Revision as of 17:39, 11 October 2022

TYR


Usage and Biology

Usage and Biology Tyrosinase(TYR) is a key enzyme in melanin synthesis that catalyzes the rate-limiting step of the reaction. By activating tyrosine kinase can increase the yield of melanin, forming melanin deposition . The melanogenesis process is initiated with the oxidation of L-tyrosine to dopaquinone (DQ) by TYR. The resulting quinone will serve as a substrate for the synthesis of eumelanin and pheomelanin(Hearing & Jiménez, 1987). The formation of DQ is a rate-limiting step in the melanin synthesis because remainder of the reaction sequence can proceed spontaneously at a physiological pH value(Halaban et al., 2002). After DQ formation, it undergoes intramolecular cyclization to produce indoline, leukodopachrome (cyclodopa). The redox exchange between leukodopachrome and DQ give rise to dopachrome and L-3,4-dihydroxyphenylalanine (L-DOPA), which is also a substrate for TYR and oxidized to DQ again by the enzyme. Dopachrome gradually decomposes to give dihydroxyindole (DHI) and dihydroxyindole-2-carboxylicacid (DHICA). The later process is catalyzed by TRP-2, now known as dopachrome tautomerase (DCT). Ultimately, these dihydroxyindoles (DHI and DHICA) are oxidized to eumelanin. TRP-1 is believed to catalyze the oxidation of DHICA to eumelanin. Alongside, DQ is converted to 5-S-cysteinyldopa or glutothionyldopa in the presence of cysteine or glutathione. Subsequent oxidation gives benzothiazine intermediates and finally to produce pheomelanin. Although three enzymes, TYR, TRP-1 and TRP-2 are involved in the melanogenesis pathway, tyrosinase is exclusively necessary for melanogenesis(Pillaiyar et al., 2017).


Sequence and Features


Assembly Compatibility:
  • 10
    COMPATIBLE WITH RFC[10]
  • 12
    COMPATIBLE WITH RFC[12]
  • 21
    COMPATIBLE WITH RFC[21]
  • 23
    COMPATIBLE WITH RFC[23]
  • 25
    COMPATIBLE WITH RFC[25]
  • 1000
    COMPATIBLE WITH RFC[1000]



Fuctional Validation and result

We introduce the plasmid with TYR into the cells, where melanogen is produced as shown.

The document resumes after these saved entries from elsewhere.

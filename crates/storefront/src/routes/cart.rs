//! Cart route handlers.
//!
//! Forms post plain `application/x-www-form-urlencoded` bodies. HTMX
//! requests get a fragment plus a `cart-updated` trigger; everything else is
//! redirected back to the cart page.

use askama::Template;
use askama_web::WebTemplate;
use axum::{
    Form,
    extract::State,
    http::HeaderMap,
    response::{AppendHeaders, IntoResponse, Redirect, Response},
};
use serde::Deserialize;
use tracing::instrument;

use musicshop_core::{Cart, CartLine, ProductRef, Quantity};
use rust_decimal::Decimal;

use crate::error::{AppError, Result, add_breadcrumb};
use crate::middleware::{ActiveCart, ExistingCart, OptionalAuth};
use crate::models::CurrentUser;
use crate::services::{CartService, ShopError};
use crate::state::AppState;

/// Cart line display data for templates.
#[derive(Clone)]
pub struct CartItemView {
    /// `kind:id`, posted back by the update and remove forms.
    pub product: String,
    pub name: String,
    pub quantity: u32,
    pub price: String,
    pub line_price: String,
}

/// Cart display data for templates.
#[derive(Clone)]
pub struct CartView {
    pub items: Vec<CartItemView>,
    pub subtotal: String,
    pub item_count: u32,
}

impl CartView {
    pub fn new(cart: &Cart, state: &AppState) -> Self {
        Self {
            items: cart
                .lines()
                .iter()
                .map(|line| CartItemView::new(line, state))
                .collect(),
            subtotal: state.price(cart.total_price()),
            item_count: cart.total_items(),
        }
    }

    /// The view of a cart that does not exist yet.
    pub fn empty(state: &AppState) -> Self {
        Self {
            items: Vec::new(),
            subtotal: state.price(Decimal::ZERO),
            item_count: 0,
        }
    }

    pub fn is_empty(&self) -> bool {
        self.items.is_empty()
    }
}

impl CartItemView {
    fn new(line: &CartLine, state: &AppState) -> Self {
        Self {
            product: line.product().to_string(),
            name: line.display_name().to_string(),
            quantity: line.quantity().get(),
            price: state.price(line.unit_price()),
            line_price: state.price(line.line_total()),
        }
    }
}

#[derive(Debug, Deserialize)]
pub struct AddToCartForm {
    pub product: String,
    #[serde(default)]
    pub quantity: Option<String>,
}

#[derive(Debug, Deserialize)]
pub struct UpdateCartForm {
    pub product: String,
    pub quantity: String,
}

#[derive(Debug, Deserialize)]
pub struct RemoveFromCartForm {
    pub product: String,
}

#[derive(Template, WebTemplate)]
#[template(path = "cart/show.html")]
pub struct CartShowTemplate {
    pub user: Option<CurrentUser>,
    pub cart: CartView,
}

/// Cart lines fragment (for HTMX).
#[derive(Template, WebTemplate)]
#[template(path = "partials/cart_items.html")]
pub struct CartItemsTemplate {
    pub cart: CartView,
}

/// Cart count badge fragment.
#[derive(Template, WebTemplate)]
#[template(path = "partials/cart_count.html")]
pub struct CartCountTemplate {
    pub count: u32,
}

/// Parse the posted product reference.
fn parse_product(raw: &str) -> Result<ProductRef> {
    raw.trim()
        .parse()
        .map_err(|e: musicshop_core::ProductRefError| AppError::BadRequest(e.to_string()))
}

/// Parse an optional posted quantity. Missing or blank means one.
fn parse_quantity(raw: Option<&str>) -> Result<Quantity> {
    match raw.map(str::trim).filter(|q| !q.is_empty()) {
        Some(raw) => Ok(Quantity::parse(raw).map_err(ShopError::from)?),
        None => Ok(Quantity::ONE),
    }
}

fn is_htmx(headers: &HeaderMap) -> bool {
    headers.contains_key("hx-request")
}

/// HTMX gets `fragment` with a `cart-updated` trigger, forms go back to the cart.
fn cart_updated(headers: &HeaderMap, fragment: impl IntoResponse) -> Response {
    if is_htmx(headers) {
        (AppendHeaders([("HX-Trigger", "cart-updated")]), fragment).into_response()
    } else {
        Redirect::to("/cart").into_response()
    }
}

/// Display the cart page. Visitors without a cart see an empty one.
#[instrument(skip_all)]
pub async fn show(
    State(state): State<AppState>,
    OptionalAuth(user): OptionalAuth,
    ExistingCart(cart): ExistingCart,
) -> CartShowTemplate {
    CartShowTemplate {
        user,
        cart: cart.map_or_else(|| CartView::empty(&state), |cart| CartView::new(&cart, &state)),
    }
}

/// Add a product to the cart.
#[instrument(skip_all, fields(cart_id = %active.cart.id(), product = %form.product))]
pub async fn add(
    State(state): State<AppState>,
    headers: HeaderMap,
    mut active: ActiveCart,
    Form(form): Form<AddToCartForm>,
) -> Result<Response> {
    let product = parse_product(&form.product)?;
    let quantity = parse_quantity(form.quantity.as_deref())?;

    CartService::new(state.store())
        .add_item(&mut active.cart, product, quantity)
        .await?;
    add_breadcrumb(
        "cart",
        "Added to cart",
        &[
            ("product", product.to_string()),
            ("quantity", quantity.get().to_string()),
        ],
    );

    Ok(cart_updated(
        &headers,
        CartCountTemplate {
            count: active.cart.total_items(),
        },
    ))
}

/// Set a line's quantity.
#[instrument(skip_all, fields(cart_id = %active.cart.id(), product = %form.product))]
pub async fn update(
    State(state): State<AppState>,
    headers: HeaderMap,
    mut active: ActiveCart,
    Form(form): Form<UpdateCartForm>,
) -> Result<Response> {
    let product = parse_product(&form.product)?;
    let quantity = parse_quantity(Some(&form.quantity))?;

    CartService::new(state.store())
        .set_quantity(&mut active.cart, product, quantity)
        .await?;

    Ok(cart_updated(
        &headers,
        CartItemsTemplate {
            cart: CartView::new(&active.cart, &state),
        },
    ))
}

/// Remove a line.
#[instrument(skip_all, fields(cart_id = %active.cart.id(), product = %form.product))]
pub async fn remove(
    State(state): State<AppState>,
    headers: HeaderMap,
    mut active: ActiveCart,
    Form(form): Form<RemoveFromCartForm>,
) -> Result<Response> {
    let product = parse_product(&form.product)?;

    CartService::new(state.store())
        .remove_item(&mut active.cart, product)
        .await?;

    Ok(cart_updated(
        &headers,
        CartItemsTemplate {
            cart: CartView::new(&active.cart, &state),
        },
    ))
}

/// Cart count badge.
pub async fn count(ExistingCart(cart): ExistingCart) -> CartCountTemplate {
    CartCountTemplate {
        count: cart.as_ref().map_or(0, Cart::total_items),
    }
}

#[cfg(test)]
#[allow(clippy::unwrap_used)]
mod tests {
    use super::*;
    use axum::http::HeaderValue;
    use musicshop_core::{AlbumId, QuantityError};

    #[test]
    fn test_product_text_round_trips() {
        let product = ProductRef::Album(AlbumId::new(12));
        assert_eq!(parse_product(&product.to_string()).unwrap(), product);
        assert_eq!(parse_product(" album:12 ").unwrap(), product);
    }

    #[test]
    fn test_bad_product_is_bad_request() {
        for raw in ["", "album", "album:x", "single:3"] {
            assert!(matches!(parse_product(raw), Err(AppError::BadRequest(_))));
        }
    }

    #[test]
    fn test_quantity_defaults_to_one() {
        assert_eq!(parse_quantity(None).unwrap(), Quantity::ONE);
        assert_eq!(parse_quantity(Some("  ")).unwrap(), Quantity::ONE);
        assert_eq!(parse_quantity(Some("3")).unwrap().get(), 3);
    }

    #[test]
    fn test_invalid_quantity_rejected() {
        assert!(matches!(
            parse_quantity(Some("0")),
            Err(AppError::Shop(ShopError::Quantity(QuantityError::NotPositive)))
        ));
        assert!(matches!(
            parse_quantity(Some("two")),
            Err(AppError::Shop(ShopError::Quantity(QuantityError::NotAnInteger(_))))
        ));
    }

    #[test]
    fn test_htmx_requests_get_fragments() {
        let mut headers = HeaderMap::new();
        let response = cart_updated(&headers, CartCountTemplate { count: 2 });
        assert!(response.status().is_redirection());

        headers.insert("hx-request", HeaderValue::from_static("true"));
        let response = cart_updated(&headers, CartCountTemplate { count: 2 });
        assert!(response.status().is_success());
        assert_eq!(response.headers().get("HX-Trigger").unwrap(), "cart-updated");
    }
}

Figure 1: (Left)The blackening of HEK-293T cells at 24 h or 48 h post glucocorticoids treatment in microscope.(Right)The blackening of HEK-293T cells at 24 h or 48 h post glucocorticoids treatment under the naked eye.

Reference

1. Halaban, R., Patton, R. S., Cheng, E., Svedine, S., Trombetta, E. S., Wahl, M. L., Ariyan, S., & Hebert, D. N. (2002). Abnormal acidification of melanoma cells induces tyrosinase retention in the early secretory pathway. The Journal of Biological Chemistry, 277(17), 14821–14828. https://doi.org/10.1074/jbc.M111497200

2. Hearing, V. J., & Jiménez, M. (1987). Mammalian tyrosinase—The critical regulatory control point in melanocyte pigmentation. The International Journal of Biochemistry, 19(12), 1141–1147. https://doi.org/10.1016/0020-711x(87)90095-4

3. Pillaiyar, T., Manickam, M., & Namasivayam, V. (2017). Skin whitening agents: medicinal chemistry perspective of tyrosinase inhibitors. Journal of Enzyme Inhibition and Medicinal Chemistry, 32, 403 - 425.